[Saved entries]
/---

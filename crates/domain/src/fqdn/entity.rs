use std::collections::HashMap;
use std::fmt;
use std::hash::{Hash, Hasher};
use std::net::IpAddr;
use std::time::{Duration, Instant};

use regex::Regex;

use super::error::FqdnError;
use crate::dns::entity::DnsAnswer;

/// Identifier of a policy rule, allocated by the policy controller and
/// stable for the rule's lifetime.
pub type RuleId = String;

// ── Selectors ───────────────────────────────────────────────────────

/// Normalized form of a policy FQDN expression.
///
/// An expression without wildcards selects exactly one name; one with
/// `*` is compiled to an anchored regex. Two selectors built from the
/// same source expression compare equal, which is what anchors the
/// bidirectional name/selector/rule maps.
#[derive(Debug, Clone)]
pub enum FqdnSelectorItem {
    Name {
        name: String,
    },
    Pattern {
        /// The derived regex source, kept for equality and hashing
        /// (`Regex` itself compares by identity, not by pattern).
        pattern: String,
        regex: Regex,
    },
}

impl FqdnSelectorItem {
    /// Build a selector from a policy FQDN expression.
    ///
    /// The expression is trimmed and lowercased. A wildcard expression is
    /// converted to an anchored regex: `.` becomes `\.` and `*` becomes
    /// `.*`. Compilation failure (stray regex metacharacters in the
    /// expression) is reported to the caller.
    pub fn from_expression(expression: &str) -> Result<Self, FqdnError> {
        let normalized = expression.trim().to_lowercase();
        if normalized.contains('*') {
            let pattern = wildcard_to_regex(&normalized);
            let regex = Regex::new(&pattern).map_err(|e| FqdnError::InvalidSelector {
                expression: expression.to_string(),
                reason: e.to_string(),
            })?;
            Ok(Self::Pattern { pattern, regex })
        } else {
            Ok(Self::Name { name: normalized })
        }
    }

    /// Whether the given (lowercased) FQDN is selected by this item.
    pub fn matches(&self, fqdn: &str) -> bool {
        match self {
            Self::Name { name } => name == fqdn,
            Self::Pattern { regex, .. } => regex.is_match(fqdn),
        }
    }

    /// The exact name this selector matches, if it is not a pattern.
    pub fn exact_name(&self) -> Option<&str> {
        match self {
            Self::Name { name } => Some(name),
            Self::Pattern { .. } => None,
        }
    }
}

impl PartialEq for FqdnSelectorItem {
    fn eq(&self, other: &Self) -> bool {
        match (self, other) {
            (Self::Name { name: a }, Self::Name { name: b }) => a == b,
            (Self::Pattern { pattern: a, .. }, Self::Pattern { pattern: b, .. }) => a == b,
            _ => false,
        }
    }
}

impl Eq for FqdnSelectorItem {}

impl Hash for FqdnSelectorItem {
    fn hash<H: Hasher>(&self, state: &mut H) {
        match self {
            Self::Name { name } => {
                0u8.hash(state);
                name.hash(state);
            }
            Self::Pattern { pattern, .. } => {
                1u8.hash(state);
                pattern.hash(state);
            }
        }
    }
}

impl fmt::Display for FqdnSelectorItem {
    fn fmt(&self, f: &mut fmt::Formatter<'_>) -> fmt::Result {
        match self {
            Self::Name { name } => write!(f, "name:{name}"),
            Self::Pattern { pattern, .. } => write!(f, "pattern:{pattern}"),
        }
    }
}

/// Derive the anchored regex source for a wildcard FQDN expression.
pub fn wildcard_to_regex(expression: &str) -> String {
    let mut out = String::with_capacity(expression.len() + 8);
    out.push('^');
    for c in expression.chars() {
        match c {
            '.' => out.push_str("\\."),
            '*' => out.push_str(".*"),
            other => out.push(other),
        }
    }
    out.push('$');
    out
}

// ── Resolution state ────────────────────────────────────────────────

/// Resolution results for one tracked FQDN: every address the name has
/// resolved to, with the time after which it must be re-verified.
#[derive(Debug, Clone, Default)]
pub struct DnsMeta {
    pub response_ips: HashMap<IpAddr, Instant>,
}

/// What a response merge changed, and when the name should be
/// re-queried to keep the cache ahead of record expiry.
#[derive(Debug, Clone, Copy, Default)]
pub struct MergeOutcome {
    /// True when the merged address set differs from the cached one.
    pub address_update: bool,
    /// Delay until the earliest surviving record expires. `None` when
    /// the response was not admitted into the cache.
    pub requery_after: Option<Duration>,
}

/// A rule realization result reported by the policy rule reconciler.
#[derive(Debug, Clone)]
pub struct RuleRealizationUpdate {
    pub rule_id: RuleId,
    /// `None` on success; the reconciler's failure message otherwise.
    pub error: Option<String>,
}

/// Convert parsed answers into an address → expiration map.
///
/// Answers from a disabled address family are discarded; the effective
/// TTL is floored at `min_ttl_secs` so the datapath never forgets an
/// address while a workload may still have it cached.
pub fn ips_with_expiration(
    answers: &[DnsAnswer],
    ipv4_enabled: bool,
    ipv6_enabled: bool,
    min_ttl_secs: u32,
    now: Instant,
) -> HashMap<IpAddr, Instant> {
    let mut ips = HashMap::new();
    for answer in answers {
        let wanted = match answer.ip {
            IpAddr::V4(_) => ipv4_enabled,
            IpAddr::V6(_) => ipv6_enabled,
        };
        if !wanted {
            continue;
        }
        let ttl = answer.ttl_secs.max(min_ttl_secs);
        let expires_at = now + Duration::from_secs(u64::from(ttl));
        // Duplicate answers for one IP keep the longest lifetime.
        ips.entry(answer.ip)
            .and_modify(|current| {
                if expires_at > *current {
                    *current = expires_at;
                }
            })
            .or_insert(expires_at);
    }
    ips
}

// ── Controller options ──────────────────────────────────────────────

/// Runtime options for the FQDN policy controller.
#[derive(Debug, Clone)]
pub struct FqdnControllerOptions {
    pub ipv4_enabled: bool,
    pub ipv6_enabled: bool,
    /// Floor applied to every record TTL, in seconds.
    pub min_ttl_secs: u32,
    /// Number of proactive DNS query workers.
    pub query_workers: usize,
    /// Initial retry delay after a failed query.
    pub min_retry_delay: Duration,
    /// Upper bound for the exponential retry backoff.
    pub max_retry_delay: Duration,
}

impl Default for FqdnControllerOptions {
    fn default() -> Self {
        Self {
            ipv4_enabled: true,
            ipv6_enabled: false,
            min_ttl_secs: 0,
            query_workers: 2,
            min_retry_delay: Duration::from_secs(5),
            max_retry_delay: Duration::from_secs(300),
        }
    }
}

// ── Tests ───────────────────────────────────────────────────────────

#[cfg(test)]
mod tests {
    use super::*;
    use std::collections::HashSet;

    #[test]
    fn wildcard_regex_derivation() {
        assert_eq!(wildcard_to_regex("*.k8s.io"), "^.*\\.k8s\\.io$");
        assert_eq!(wildcard_to_regex("api.*.local"), "^api\\..*\\.local$");
    }

    #[test]
    fn wildcard_selector_matching() {
        let sel = FqdnSelectorItem::from_expression("*.k8s.io").unwrap();
        assert!(sel.matches("foo.k8s.io"));
        assert!(sel.matches("a.b.k8s.io"));
        assert!(!sel.matches("k8s.io"));
        assert!(!sel.matches("fooxk8sxio"));
    }

    #[test]
    fn exact_selector_matching() {
        let sel = FqdnSelectorItem::from_expression("API.Example.Com").unwrap();
        assert_eq!(sel.exact_name(), Some("api.example.com"));
        assert!(sel.matches("api.example.com"));
        assert!(!sel.matches("www.api.example.com"));
    }

    #[test]
    fn selectors_from_same_expression_are_equal() {
        let a = FqdnSelectorItem::from_expression("*.example.com").unwrap();
        let b = FqdnSelectorItem::from_expression("*.Example.COM ").unwrap();
        assert_eq!(a, b);

        let mut set = HashSet::new();
        set.insert(a);
        assert!(set.contains(&b));
    }

    #[test]
    fn name_and_pattern_selectors_differ() {
        let name = FqdnSelectorItem::from_expression("example.com").unwrap();
        let pattern = FqdnSelectorItem::from_expression("*.example.com").unwrap();
        assert_ne!(name, pattern);
    }

    #[test]
    fn invalid_wildcard_expression_is_rejected() {
        assert!(matches!(
            FqdnSelectorItem::from_expression("*(.example.com"),
            Err(FqdnError::InvalidSelector { .. })
        ));
    }

    #[test]
    fn ttl_floor_applies() {
        let now = Instant::now();
        let answers = [DnsAnswer {
            ip: "10.0.0.1".parse().unwrap(),
            ttl_secs: 5,
        }];
        let ips = ips_with_expiration(&answers, true, true, 60, now);
        assert_eq!(
            ips.get(&"10.0.0.1".parse().unwrap()),
            Some(&(now + Duration::from_secs(60)))
        );
    }

    #[test]
    fn disabled_family_is_filtered() {
        let now = Instant::now();
        let answers = [
            DnsAnswer {
                ip: "10.0.0.1".parse().unwrap(),
                ttl_secs: 30,
            },
            DnsAnswer {
                ip: "2001:db8::1".parse().unwrap(),
                ttl_secs: 30,
            },
        ];
        let v4_only = ips_with_expiration(&answers, true, false, 0, now);
        assert_eq!(v4_only.len(), 1);
        assert!(v4_only.contains_key(&"10.0.0.1".parse::<IpAddr>().unwrap()));

        let v6_only = ips_with_expiration(&answers, false, true, 0, now);
        assert_eq!(v6_only.len(), 1);
        assert!(v6_only.contains_key(&"2001:db8::1".parse::<IpAddr>().unwrap()));
    }

    #[test]
    fn duplicate_answers_keep_longest_ttl() {
        let now = Instant::now();
        let ip: IpAddr = "10.0.0.1".parse().unwrap();
        let answers = [
            DnsAnswer {
                ip,
                ttl_secs: 30,
            },
            DnsAnswer {
                ip,
                ttl_secs: 300,
            },
        ];
        let ips = ips_with_expiration(&answers, true, false, 0, now);
        assert_eq!(ips.get(&ip), Some(&(now + Duration::from_secs(300))));
    }
}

\---

=== PROBLEM TO SOLVE ===
Tally the lines in the data that contain the string "state". Report only the total.

=== TASK ANSWER ===
6